The forced removal of people from inundated areas will increase the likelihood of an outbreak of infectious diseases. The salt-water malaria mosquito, Anopheles sundaicus, will be able to penetrate farther inland. Freshwater supplies may be contaminated with salt water, leading to a decline in the availability of drinking water. Yields from shrimp farms and freshwater fisheries in small rivers and lakes will decline.
Changes in weather variability may effect the frequency and severity of extreme weather events, such as droughts, floods and storms. However, some of these relationships remain very uncertain. Storms may ensure that beneficial conditions are created for certain disease vectors. One can observe an increase in many vector-borne infectious diseases in the months after a hurricane in the Caribbean. Storms will also damage the infrastructure, leading to a less than-adequate response to an epidemic.
Many factors will influence how a population’s health responds to climate change. Poverty and inadequate medical facilities, the poor quality of sewage systems, the degree of malnutrition and population density are risk factors for an outbreak of infectious disease. The geographic distribution of diseases will change as migration, international trade and increased global mobility carry pathogens outside their current limits. The resistance of mosquitoes to insecticides and the resistance of bacteria to antibiotics will further govern the spread of disease.

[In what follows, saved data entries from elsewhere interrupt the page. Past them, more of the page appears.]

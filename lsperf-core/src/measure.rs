//! Request Timing
//!
//! Monotonic wall-clock timing for individual service requests, plus CPU
//! pinning so each worker stays on its own core.

use std::time::Instant;

/// Timer for one service request
pub struct Timer {
    start: Instant,
}

impl Timer {
    /// Start a new timer
    #[inline(always)]
    pub fn start() -> Self {
        Self {
            start: Instant::now(),
        }
    }

    /// Elapsed time in fractional milliseconds
    #[inline(always)]
    pub fn stop_ms(&self) -> f64 {
        self.start.elapsed().as_secs_f64() * 1_000.0
    }
}

/// Time a fallible closure, returning its result and the elapsed milliseconds.
#[inline]
pub fn timed<T, E>(f: impl FnOnce() -> Result<T, E>) -> Result<(T, f64), E> {
    let timer = Timer::start();
    let value = f()?;
    Ok((value, timer.stop_ms()))
}

/// Set CPU affinity to pin the current thread to a specific core
///
/// Keeps a worker's timings from absorbing core migrations.
#[cfg(target_os = "linux")]
pub fn pin_to_cpu(cpu: usize) -> Result<(), std::io::Error> {
    use std::mem::MaybeUninit;

    unsafe {
        let mut set = MaybeUninit::<libc::cpu_set_t>::zeroed();
        let set_ref = set.assume_init_mut();

        libc::CPU_ZERO(set_ref);
        libc::CPU_SET(cpu, set_ref);

        let result = libc::sched_setaffinity(0, std::mem::size_of::<libc::cpu_set_t>(), set_ref);

        if result == 0 {
            Ok(())
        } else {
            Err(std::io::Error::last_os_error())
        }
    }
}

#[cfg(not(target_os = "linux"))]
pub fn pin_to_cpu(_cpu: usize) -> Result<(), std::io::Error> {
    Ok(())
}
//! Connection actor
//!
//! Each WebSocket connection runs two halves:
//!
//! - **read pump** (inline): reads frames under a liveness deadline and
//!   dispatches text/binary messages through the action registry
//! - **write pump** (spawned): drains the outbound queue, writing each response
//!   under a write deadline, and pings the peer on a fixed period
//!
//! Both halves share the connection's cancellation token. Whichever side fails
//! first cancels it; the other side then stops, the connection leaves the hub,
//! and crawls started from it stop.

use futures_util::{Sink, SinkExt, Stream, StreamExt};
use std::sync::Arc;
use std::time::Duration;
use tokio::sync::mpsc;
use tokio::time::{interval_at, timeout, Instant};
use tokio_tungstenite::tungstenite::protocol::WebSocketConfig;
use tokio_tungstenite::tungstenite::{Error as WsError, Message};
use tokio_util::sync::CancellationToken;
use tracing::{debug, info, warn};
use uuid::Uuid;

use super::hub::{ClientHandle, HubHandle};
use super::session::{ConnectionId, Outbox, Session};
use crate::actions::{ActionRegistry, ClientResponse};

/// Transport limits for one connection
#[derive(Debug, Clone)]
pub struct ConnectionConfig {
    /// Largest accepted inbound message, in bytes
    pub max_message_size: usize,
    /// Time allowed between inbound frames before the peer is considered dead
    pub pong_wait: Duration,
    /// Interval between pings; must be shorter than `pong_wait`
    pub ping_period: Duration,
    /// Time allowed to write one frame
    pub write_wait: Duration,
    /// Outbound queue bound
    pub send_queue_capacity: usize,
}

impl Default for ConnectionConfig {
    fn default() -> Self {
        let pong_wait = Duration::from_secs(60);
        Self {
            max_message_size: 32786,
            pong_wait,
            ping_period: pong_wait * 9 / 10,
            write_wait: Duration::from_secs(10),
            send_queue_capacity: 256,
        }
    }
}

impl ConnectionConfig {
    /// Protocol-level limits enforced by the WebSocket codec
    pub fn websocket_config(&self) -> WebSocketConfig {
        let mut config = WebSocketConfig::default();
        config.max_message_size = Some(self.max_message_size);
        config.max_frame_size = Some(self.max_message_size);
        config
    }
}

/// Run one connection to completion
pub async fn serve_client<S>(
    ws: S,
    hub: HubHandle,
    registry: Arc<ActionRegistry>,
    config: ConnectionConfig,
) where
    S: Stream<Item = Result<Message, WsError>>
        + Sink<Message, Error = WsError>
        + Unpin
        + Send
        + 'static,
{
    let id = Uuid::new_v4();
    let cancel = CancellationToken::new();
    let (tx, rx) = mpsc::channel(config.send_queue_capacity.max(1));

    hub.register(ClientHandle {
        id,
        cancel: cancel.clone(),
    })
    .await;
    info!(client = %id, "Client connected");

    let (sink, stream) = ws.split();
    let writer = tokio::spawn(write_pump(id, sink, rx, cancel.clone(), config.clone()));

    let session = Session::new(Outbox::new(id, tx, cancel.clone()), cancel.clone());
    read_pump(stream, &session, &registry, &config).await;

    hub.unregister(id).await;
    cancel.cancel();
    if let Err(e) = writer.await {
        warn!(client = %id, error = %e, "Write pump panicked");
    }
    info!(client = %id, "Client disconnected");
}

async fn read_pump<R>(
    mut stream: R,
    session: &Session,
    registry: &ActionRegistry,
    config: &ConnectionConfig,
) where
    R: Stream<Item = Result<Message, WsError>> + Unpin,
{
    let id = session.client_id();
    let cancel = session.cancellation();

    loop {
        let next = tokio::select! {
            _ = cancel.cancelled() => break,
            next = timeout(config.pong_wait, stream.next()) => next,
        };

        let message = match next {
            Err(_) => {
                info!(client = %id, "Read deadline exceeded");
                break;
            }
            Ok(None) => break,
            Ok(Some(Err(e))) => {
                debug!(client = %id, error = %e, "Read failed");
                break;
            }
            Ok(Some(Ok(message))) => message,
        };

        let raw = match message {
            Message::Text(text) => text.into_bytes(),
            Message::Binary(data) => data,
            Message::Close(_) => break,
            // Any frame, pongs included, refreshes the deadline
            Message::Ping(_) | Message::Pong(_) | Message::Frame(_) => continue,
        };

        if raw.len() > config.max_message_size {
            warn!(client = %id, size = raw.len(), "Message exceeds size limit");
            break;
        }

        registry.dispatch(&raw, session).await;
    }
}

async fn write_pump<W>(
    id: ConnectionId,
    mut sink: W,
    mut rx: mpsc::Receiver<ClientResponse>,
    cancel: CancellationToken,
    config: ConnectionConfig,
) where
    W: Sink<Message, Error = WsError> + Unpin,
{
    let mut ticker = interval_at(Instant::now() + config.ping_period, config.ping_period);

    loop {
        let message = tokio::select! {
            _ = cancel.cancelled() => {
                let _ = timeout(config.write_wait, sink.send(Message::Close(None))).await;
                break;
            }
            next = rx.recv() => match next {
                Some(response) => match serde_json::to_string(&response) {
                    Ok(text) => Message::Text(text),
                    Err(e) => {
                        warn!(client = %id, error = %e, "Failed to serialize response");
                        continue;
                    }
                },
                None => {
                    let _ = timeout(config.write_wait, sink.send(Message::Close(None))).await;
                    break;
                }
            },
            _ = ticker.tick() => Message::Ping(Vec::new()),
        };

        match timeout(config.write_wait, sink.send(message)).await {
            Ok(Ok(())) => {}
            Ok(Err(e)) => {
                debug!(client = %id, error = %e, "Write failed");
                break;
            }
            Err(_) => {
                info!(client = %id, "Write deadline exceeded");
                break;
            }
        }
    }

    cancel.cancel();
}
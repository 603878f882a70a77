//! Archway - real-time WebSocket backbone for collaborative web archiving
//!
//! Clients hold a WebSocket open and exchange JSON action envelopes. Archway
//! routes each request to a handler, archives URLs and the pages they link to
//! through a content store, and keeps an append-only, hash-linked ledger of
//! metadata about archived content.
//!
//! ## Components
//!
//! - **Hub**: single actor owning the set of live connections
//! - **Connection actor**: read pump, write pump and bounded outbound queue per client
//! - **Action registry**: routes `*_REQUEST` envelopes to handlers
//! - **Ledger**: per (signer, subject) chains of content-addressed metadata records
//! - **Crawl orchestrator**: policy check, primary fetch and secondary link crawl

pub mod actions;
pub mod config;
pub mod crawl;
pub mod db;
pub mod hash;
pub mod ledger;
pub mod server;
pub mod store;
pub mod types;

pub use config::Args;
pub use server::{run, AppState};
pub use types::{ArchwayError, Result};
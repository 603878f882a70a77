//! Metadata records
//!
//! A record describes a subject (the content identifier of an archived entity)
//! on behalf of a signer (`key_id`). Records are hash-linked through `prev` into
//! one chain per (key_id, subject) pair.
//!
//! ## Canonical form
//!
//! The record hash covers exactly these fields, in this order:
//!
//! ```text
//! {"timestamp":"2017-03-01T12:00:00Z","keyId":"..","subject":"..","prev":"..","meta":{..}}
//! ```
//!
//! Object keys inside `meta` are sorted lexicographically at every depth and no
//! whitespace is emitted, so the bytes do not depend on map iteration order.

use chrono::{DateTime, SecondsFormat, SubsecRound, Utc};
use serde::{Deserialize, Serialize};
use serde_json::{Map, Value};
use std::collections::BTreeMap;
use std::fmt;

use super::LedgerError;
use crate::hash::{calc_hash, HashAlgorithm};

/// One entry of a metadata chain
#[derive(Debug, Clone, PartialEq, Default, Serialize, Deserialize)]
#[serde(rename_all = "camelCase")]
pub struct MetadataRecord {
    /// Content identifier of this record, assigned by `seal`
    #[serde(default)]
    pub(crate) hash: String,
    /// Creation time, second resolution, UTC
    pub timestamp: DateTime<Utc>,
    /// Identity of the signer
    pub key_id: String,
    /// Content identifier of the described entity
    pub subject: String,
    /// Hash of the chain predecessor, empty for the first record
    #[serde(default)]
    pub prev: String,
    /// Free-form payload
    #[serde(default)]
    pub meta: Map<String, Value>,
}

impl MetadataRecord {
    /// Start the first record of a chain
    pub fn new(key_id: impl Into<String>, subject: impl Into<String>) -> Self {
        Self {
            key_id: key_id.into(),
            subject: subject.into(),
            ..Default::default()
        }
    }

    /// Content identifier of the record (empty until sealed)
    pub fn hash(&self) -> &str {
        &self.hash
    }

    /// Exact bytes the record hash is computed over
    pub fn canonical_bytes(&self) -> Vec<u8> {
        let mut out = String::with_capacity(256);
        out.push_str("{\"timestamp\":");
        write_json_string(
            &mut out,
            &self.timestamp.to_rfc3339_opts(SecondsFormat::Secs, true),
        );
        out.push_str(",\"keyId\":");
        write_json_string(&mut out, &self.key_id);
        out.push_str(",\"subject\":");
        write_json_string(&mut out, &self.subject);
        out.push_str(",\"prev\":");
        write_json_string(&mut out, &self.prev);
        out.push_str(",\"meta\":");
        write_canonical_object(&mut out, &self.meta);
        out.push('}');
        out.into_bytes()
    }

    /// Hash the record's current contents
    pub fn compute_hash(&self, algorithm: HashAlgorithm) -> String {
        calc_hash(&self.canonical_bytes(), algorithm)
    }

    /// Stamp the record with `now` (truncated to whole seconds) and assign its hash
    pub fn seal(&mut self, now: DateTime<Utc>, algorithm: HashAlgorithm) {
        self.timestamp = now.trunc_subsecs(0);
        self.hash = self.compute_hash(algorithm);
    }

    /// Check that the stored hash matches the record contents
    ///
    /// The digest algorithm is the one named by the stored hash, so records
    /// sealed before an algorithm change still verify.
    pub fn verify(&self) -> Result<(), LedgerError> {
        let algorithm = HashAlgorithm::of_id(&self.hash).unwrap_or_default();
        let actual = self.compute_hash(algorithm);
        if actual != self.hash {
            return Err(LedgerError::Integrity {
                expected: self.hash.clone(),
                actual,
            });
        }
        Ok(())
    }

    /// Non-empty `title` string from the payload, if any
    pub fn title(&self) -> Option<&str> {
        self.meta
            .get("title")
            .and_then(Value::as_str)
            .filter(|t| !t.is_empty())
    }

    /// Content identifiers of each payload value
    ///
    /// Returns `key -> value id` and `value id -> value`.
    pub fn hash_maps(
        &self,
        algorithm: HashAlgorithm,
    ) -> Result<(BTreeMap<String, String>, BTreeMap<String, Value>), LedgerError> {
        if self.meta.is_empty() {
            return Err(LedgerError::Serialization(
                "record has no metadata to calculate hash maps from".to_string(),
            ));
        }

        let mut key_map = BTreeMap::new();
        let mut value_map = BTreeMap::new();
        for (key, value) in &self.meta {
            let mut bytes = String::new();
            write_canonical(&mut bytes, value);
            let id = calc_hash(bytes.as_bytes(), algorithm);
            key_map.insert(key.clone(), id.clone());
            value_map.insert(id, value.clone());
        }
        Ok((key_map, value_map))
    }
}

impl fmt::Display for MetadataRecord {
    fn fmt(&self, f: &mut fmt::Formatter<'_>) -> fmt::Result {
        write!(f, "{} : {}.{}", self.hash, self.key_id, self.subject)
    }
}

fn write_json_string(out: &mut String, s: &str) {
    // Display for Value::String is infallible and applies JSON escaping
    out.push_str(&Value::String(s.to_string()).to_string());
}

fn write_canonical_object(out: &mut String, map: &Map<String, Value>) {
    let mut keys: Vec<&String> = map.keys().collect();
    keys.sort();

    out.push('{');
    for (i, key) in keys.into_iter().enumerate() {
        if i > 0 {
            out.push(',');
        }
        write_json_string(out, key);
        out.push(':');
        write_canonical(out, &map[key.as_str()]);
    }
    out.push('}');
}

fn write_canonical(out: &mut String, value: &Value) {
    match value {
        Value::Object(map) => write_canonical_object(out, map),
        Value::Array(items) => {
            out.push('[');
            for (i, item) in items.iter().enumerate() {
                if i > 0 {
                    out.push(',');
                }
                write_canonical(out, item);
            }
            out.push(']');
        }
        scalar => out.push_str(&scalar.to_string()),
    }
}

All of these factors will interact with a changing climate in a nonlinear way, so their effects on human health are extremely difficult to quantify. Despite the uncertainties, there are increasing indications that a changed climate may be a major factor in the distribution of many diseases.
What We Must Do
Current projections of climatic effects on public health are mired in a great deal of uncertainty. Our understanding is simply too rudimentary to make any concrete statements about most of the issues mentioned in this review. Policy makers require a clearer estimation of these possible effects if they are to react adequately by means of adaptive and preventive strategies. This problem presents an open challenge to the scientific community.
Aside from empirical research, there is a need for new theoretical and conceptual approaches to estimating the effects of the changing global environment on human health. Epidemiology must develop new methods to represent the complex, nonlinear, long-term dynamics of climate and health.
Global observation systems need to be developed so that changes in health patterns or underlying factors can be seen at an early stage. For example, in vulnerable areas, a change in the incidence of malaria must be detected in good time, so that an adequate response can follow. The creation of such an early warning system, possibly with the use of satellites, will be useful even in the absence of climate change.
As we approach the 21st century, one of the most important tasks for medicine and the public-health sciences is to chart the possible health effects of climate change and other global environmental problems. The development of interdisciplinary research programs and integrated research methods will be essential.
In many developing countries the health care system and the infrastructure leave much to be desired. Even in the absence of a climate change, these will have to be improved to achieve better health in these countries. Given the potential seriousness of the effect that climate change may have on public health, an important way to minimize the effect will be to reduce the emission of greenhouse gases. There is an old saying in the health-care world: primum est non nocere–”above all, do no harm.” It holds now as it always has.